Study material: Begin

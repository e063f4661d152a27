//! FPL Ingest
//!
//! Batch ingestion of the fantasy.premierleague API into object storage and
//! a warehouse.
//!
//! - **Fetch**: one fetcher per configured endpoint ([`fetch`])
//! - **Cache**: one payload per endpoint, shared by every table derived from it ([`cache`])
//! - **Derive**: tables are sub-collections of a payload plus an optional transform ([`derive`])
//! - **Ingest**: stage, load and verify each table ([`orchestrator`])
//! - **Jobs**: the scheduled pipelines built on top ([`jobs`])
//!
//! # Example
//!
//! ```no_run
//! use std::sync::Arc;
//! use fpl_ingest::cache::EndpointCache;
//! use fpl_ingest::config::AppConfig;
//! use fpl_ingest::derive::{TableDeriver, TransformRegistry};
//! use fpl_ingest::fetch::{FetcherRegistry, HttpFetcher, DEFAULT_HTTP_TIMEOUT_SECS};
//! use fpl_ingest::orchestrator::{IngestOrchestrator, IngestRequest};
//! use fpl_ingest::schema::SchemaLoader;
//! use fpl_ingest::storage::{LocalStorage, ObjectStorage};
//! use fpl_ingest::warehouse::{PostgresWarehouse, postgres::PostgresConfig};
//!
//! # async fn run() -> fpl_ingest::Result<()> {
//! let config = AppConfig::from_path("config/config.yml")?;
//! let client = HttpFetcher::build_client(std::time::Duration::from_secs(DEFAULT_HTTP_TIMEOUT_SECS))?;
//! let cache = EndpointCache::new(
//!     FetcherRegistry::from_config(&config, client),
//!     TableDeriver::from_config(&config, TransformRegistry::default())?,
//! );
//! let storage: Arc<dyn ObjectStorage> = Arc::new(LocalStorage::new("data", "fpl-data"));
//! let warehouse = PostgresWarehouse::connect(&PostgresConfig::from_env()?, storage.clone()).await?;
//!
//! let mut orchestrator = IngestOrchestrator::new(
//!     config,
//!     cache,
//!     storage,
//!     Arc::new(warehouse),
//!     SchemaLoader::new("config/schemas"),
//!     "fantasy_premier_league",
//! );
//! let result = orchestrator
//!     .ingest_table("bootstrap_static", "teams", &IngestRequest::default())
//!     .await;
//! assert!(result.is_success());
//! # Ok(())
//! # }
//! ```

#![deny(clippy::unwrap_used, clippy::expect_used)]

pub mod cache;
pub mod codec;
pub mod config;
pub mod derive;
pub mod error;
pub mod fetch;
pub mod jobs;
pub mod merge;
pub mod orchestrator;
pub mod result;
pub mod schema;
pub mod settings;
pub mod storage;
pub mod table;
pub mod warehouse;

pub use error::{IngestError, Result};
pub use orchestrator::{FailurePolicy, IngestOrchestrator, IngestRequest};
pub use result::{IngestionReport, IngestionResult, IngestionStatus};
pub use table::{Payload, Row, Table};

Study material: End

__Required action__
Could you retype the whole listing above without altering a word?

__Exercise solution__
repository e063f4661d152a27
//! FPL Ingest
//!
//! Batch ingestion of the fantasy.premierleague API into object storage and
//! a warehouse.
//!
//! - **Fetch**: one fetcher per configured endpoint ([`fetch`])
//! - **Cache**: one payload per endpoint, shared by every table derived from it ([`cache`])
//! - **Derive**: tables are sub-collections of a payload plus an optional transform ([`derive`])
//! - **Ingest**: stage, load and verify each table ([`orchestrator`])
//! - **Jobs**: the scheduled pipelines built on top ([`jobs`])
//!
//! # Example
//!
//! ```no_run
//! use std::sync::Arc;
//! use fpl_ingest::cache::EndpointCache;
//! use fpl_ingest::config::AppConfig;
//! use fpl_ingest::derive::{TableDeriver, TransformRegistry};
//! use fpl_ingest::fetch::{FetcherRegistry, HttpFetcher, DEFAULT_HTTP_TIMEOUT_SECS};
//! use fpl_ingest::orchestrator::{IngestOrchestrator, IngestRequest};
//! use fpl_ingest::schema::SchemaLoader;
//! use fpl_ingest::storage::{LocalStorage, ObjectStorage};
//! use fpl_ingest::warehouse::{PostgresWarehouse, postgres::PostgresConfig};
//!
//! # async fn run() -> fpl_ingest::Result<()> {
//! let config = AppConfig::from_path("config/config.yml")?;
//! let client = HttpFetcher::build_client(std::time::Duration::from_secs(DEFAULT_HTTP_TIMEOUT_SECS))?;
//! let cache = EndpointCache::new(
//!     FetcherRegistry::from_config(&config, client),
//!     TableDeriver::from_config(&config, TransformRegistry::default())?,
//! );
//! let storage: Arc<dyn ObjectStorage> = Arc::new(LocalStorage::new("data", "fpl-data"));
//! let warehouse = PostgresWarehouse::connect(&PostgresConfig::from_env()?, storage.clone()).await?;
//!
//! let mut orchestrator = IngestOrchestrator::new(
//!     config,
//!     cache,
//!     storage,
//!     Arc::new(warehouse),
//!     SchemaLoader::new("config/schemas"),
//!     "fantasy_premier_league",
//! );
//! let result = orchestrator
//!     .ingest_table("bootstrap_static", "teams", &IngestRequest::default())
//!     .await;
//! assert!(result.is_success());
//! # Ok(())
//! # }
//! ```

#![deny(clippy::unwrap_used, clippy::expect_used)]

pub mod cache;
pub mod codec;
pub mod config;
pub mod derive;
pub mod error;
pub mod fetch;
pub mod jobs;
pub mod merge;
pub mod orchestrator;
pub mod result;
pub mod schema;
pub mod settings;
pub mod storage;
pub mod table;
pub mod warehouse;

pub use error::{IngestError, Result};
pub use orchestrator::{FailurePolicy, IngestOrchestrator, IngestRequest};
pub use result::{IngestionReport, IngestionResult, IngestionStatus};
pub use table::{Payload, Row, Table};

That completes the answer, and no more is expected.